Taiwan’s radar system tracks PLA ballistic missile launch, raising fresh geopolitical risks for markets

Taiwan’s radar system tracks PLA ballistic missile launch, raising fresh geopolitical risks for markets

A submarine-launched missile test in the South China Sea rattles the Indo-Pacific, and crypto markets are paying attention to geopolitical risk premiums once again.

Taiwan’s military successfully tracked a Chinese ballistic missile test fired from a nuclear submarine in the South China Sea, using its advanced radar system to monitor the weapon’s full trajectory across the Pacific. The detection, confirmed by Taiwan’s Ministry of National Defense, marks another escalation in cross-strait tensions.

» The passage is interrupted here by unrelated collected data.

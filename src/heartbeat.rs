//! Heartbeat Registrar
//!
//! Agents check in periodically; each heartbeat upserts the machine record
//! by host name and links it to the authenticated user.

use chrono::{DateTime, Utc};
use serde::{Deserialize, Serialize};
use sqlx::SqlitePool;
use uuid::Uuid;

use crate::error::AppError;

#[derive(Debug, thiserror::Error)]
pub enum HeartbeatError {
    #[error("Missing required field: {0}")]
    MissingField(&'static str),

    #[error("Database error: {0}")]
    Database(#[from] sqlx::Error),
}

impl From<HeartbeatError> for AppError {
    fn from(err: HeartbeatError) -> Self {
        match err {
            HeartbeatError::MissingField(_) => AppError::InvalidInput(err.to_string()),
            HeartbeatError::Database(e) => AppError::Database(e),
        }
    }
}

/// Body of `POST /heartbeat`. Fields are optional on the wire so a missing
/// one is reported by name.
#[derive(Debug, Clone, Default, Deserialize)]
pub struct HeartbeatRequest {
    #[serde(default)]
    pub host_name: Option<String>,
    #[serde(default)]
    pub os: Option<String>,
    #[serde(default)]
    pub client_version: Option<String>,
    #[serde(default)]
    pub domain: Option<String>,
}

/// A validated heartbeat
#[derive(Debug, Clone, PartialEq, Eq)]
pub struct MachineReport {
    pub host_name: String,
    pub os: String,
    pub client_version: String,
    pub domain: String,
}

impl HeartbeatRequest {
    pub fn validate(self) -> Result<MachineReport, HeartbeatError> {
        fn required(value: Option<String>, name: &'static str) -> Result<String, HeartbeatError> {
            value
                .map(|v| v.trim().to_string())
                .filter(|v| !v.is_empty())
                .ok_or(HeartbeatError::MissingField(name))
        }

        Ok(MachineReport {
            host_name: required(self.host_name, "host_name")?,
            os: required(self.os, "os")?,
            client_version: required(self.client_version, "client_version")?,
            domain: required(self.domain, "domain")?,
        })
    }
}

#[derive(Debug, Clone, Serialize)]
pub struct HeartbeatResponse {
    pub machine_id: i64,
    /// Unix timestamp, seconds
    pub last_check_in: i64,
    /// The machine was linked to this user by this beat
    #[serde(skip)]
    pub first_check_in: bool,
}

#[derive(Clone)]
pub struct HeartbeatRegistrar {
    db: SqlitePool,
}

impl HeartbeatRegistrar {
    pub fn new(db: SqlitePool) -> Self {
        Self { db }
    }

    /// Upsert the machine and its link to `user_id`
    pub async fn beat(
        &self,
        user_id: Uuid,
        report: &MachineReport,
        ip_address: Option<&str>,
    ) -> Result<HeartbeatResponse, HeartbeatError> {
        self.beat_at(user_id, report, ip_address, Utc::now()).await
    }

    pub async fn beat_at(
        &self,
        user_id: Uuid,
        report: &MachineReport,
        ip_address: Option<&str>,
        now: DateTime<Utc>,
    ) -> Result<HeartbeatResponse, HeartbeatError> {
        let mut tx = self.db.begin().await?;

        let (machine_id,): (i64,) = sqlx::query_as(
            r#"
            INSERT INTO machines (host_name, os, dns_name, ip_address, domain, client_version, last_check_in)
            VALUES (?, ?, ?, ?, ?, ?, ?)
            ON CONFLICT(host_name) DO UPDATE SET
                os = excluded.os,
                dns_name = excluded.dns_name,
                ip_address = COALESCE(excluded.ip_address, machines.ip_address),
                domain = excluded.domain,
                client_version = excluded.client_version,
                last_check_in = excluded.last_check_in
            RETURNING id
            "#,
        )
        .bind(&report.host_name)
        .bind(&report.os)
        .bind(&report.host_name)
        .bind(ip_address)
        .bind(&report.domain)
        .bind(&report.client_version)
        .bind(now)
        .fetch_one(&mut *tx)
        .await?;

        let (linked,): (i64,) = sqlx::query_as(
            "SELECT COUNT(*) FROM user_machines WHERE machine_id = ? AND user_id = ?",
        )
        .bind(machine_id)
        .bind(user_id)
        .fetch_one(&mut *tx)
        .await?;

        sqlx::query(
            r#"
            INSERT INTO user_machines (machine_id, user_id, last_check_in)
            VALUES (?, ?, ?)
            ON CONFLICT(machine_id, user_id) DO UPDATE SET
                last_check_in = excluded.last_check_in
            "#,
        )
        .bind(machine_id)
        .bind(user_id)
        .bind(now)
        .execute(&mut *tx)
        .await?;

        tx.commit().await?;

        tracing::debug!(
            machine_id = machine_id,
            host_name = %report.host_name,
            user_id = %user_id,
            "Heartbeat recorded"
        );

        Ok(HeartbeatResponse {
            machine_id,
            last_check_in: now.timestamp(),
            first_check_in: linked == 0,
        })
    }

    pub async fn machine_id_for_host(&self, host_name: &str) -> Result<Option<i64>, HeartbeatError> {
        let row: Option<(i64,)> = sqlx::query_as("SELECT id FROM machines WHERE host_name = ?")
            .bind(host_name)
            .fetch_optional(&self.db)
            .await?;

        Ok(row.map(|(id,)| id))
    }

    /// Machines linked to a user, most recent check-in first
    pub async fn machines_for_user(&self, user_id: Uuid) -> Result<Vec<i64>, HeartbeatError> {
        let rows: Vec<(i64,)> = sqlx::query_as(
            r#"
            SELECT machine_id FROM user_machines
            WHERE user_id = ?
            ORDER BY last_check_in DESC
            "#,
        )
        .bind(user_id)
        .fetch_all(&self.db)
        .await?;

        Ok(rows.into_iter().map(|(id,)| id).collect())
    }
}

#[cfg(test)]
mod tests {
    use super::*;
    use crate::db;

    fn report(host: &str, version: &str) -> MachineReport {
        MachineReport {
            host_name: host.into(),
            os: "linux".into(),
            client_version: version.into(),
            domain: "corp".into(),
        }
    }

    #[test]
    fn test_validate_reports_missing_field() {
        let request = HeartbeatRequest {
            host_name: Some("host-1".into()),
            os: Some("linux".into()),
            client_version: Some("  ".into()),
            domain: Some("corp".into()),
        };
        assert!(matches!(
            request.validate(),
            Err(HeartbeatError::MissingField("client_version"))
        ));
    }

    #[tokio::test]
    async fn test_heartbeat_upserts_by_host() {
        let pool = db::create_pool("sqlite::memory:").await.unwrap();
        let registrar = HeartbeatRegistrar::new(pool);
        let alice = Uuid::new_v4();
        let bob = Uuid::new_v4();

        let first = registrar
            .beat(alice, &report("host-1", "1.0"), Some("10.0.0.1"))
            .await
            .unwrap();
        let second = registrar
            .beat(bob, &report("host-1", "1.1"), None)
            .await
            .unwrap();
        let other = registrar
            .beat(alice, &report("host-2", "1.0"), None)
            .await
            .unwrap();

        assert_eq!(first.machine_id, second.machine_id);
        assert_ne!(first.machine_id, other.machine_id);
        assert!(first.first_check_in && second.first_check_in);

        let again = registrar
            .beat(alice, &report("host-1", "1.2"), None)
            .await
            .unwrap();
        assert!(!again.first_check_in);
        assert_eq!(
            registrar.machine_id_for_host("host-1").await.unwrap(),
            Some(first.machine_id)
        );
        assert_eq!(registrar.machine_id_for_host("nope").await.unwrap(), None);
        assert_eq!(registrar.machines_for_user(bob).await.unwrap(), vec![first.machine_id]);
        assert_eq!(registrar.machines_for_user(alice).await.unwrap().len(), 2);
    }
}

The People’s Liberation Army Navy launched the submarine-launched ballistic missile (SLBM) at approximately 12:01 p.m. local time on July 6, 2026, from a nuclear-powered submarine positioned in the South China Sea. The missile carried a dummy warhead and ultimately splashed down in international waters between Nauru and Tonga in the South Pacific, tracing a path north of the Philippines.

How Taiwan saw it coming

The detection was made possible by Taiwan’s Leshan Radar Station, which operates the AN/FPS-115 PAVE PAWS radar system, capable of detecting ballistic threats up to 5,000 km away. The system, which cost around $1.4 billion and has been operational since 2013, can identify launch points and predict impact zones. It received a $26.2 million upgrade contract in 2016. The fact that Taiwan could track a submarine-launched missile from the South China Sea all the way to the South Pacific demonstrates the system’s range and the island’s investment in early warning infrastructure.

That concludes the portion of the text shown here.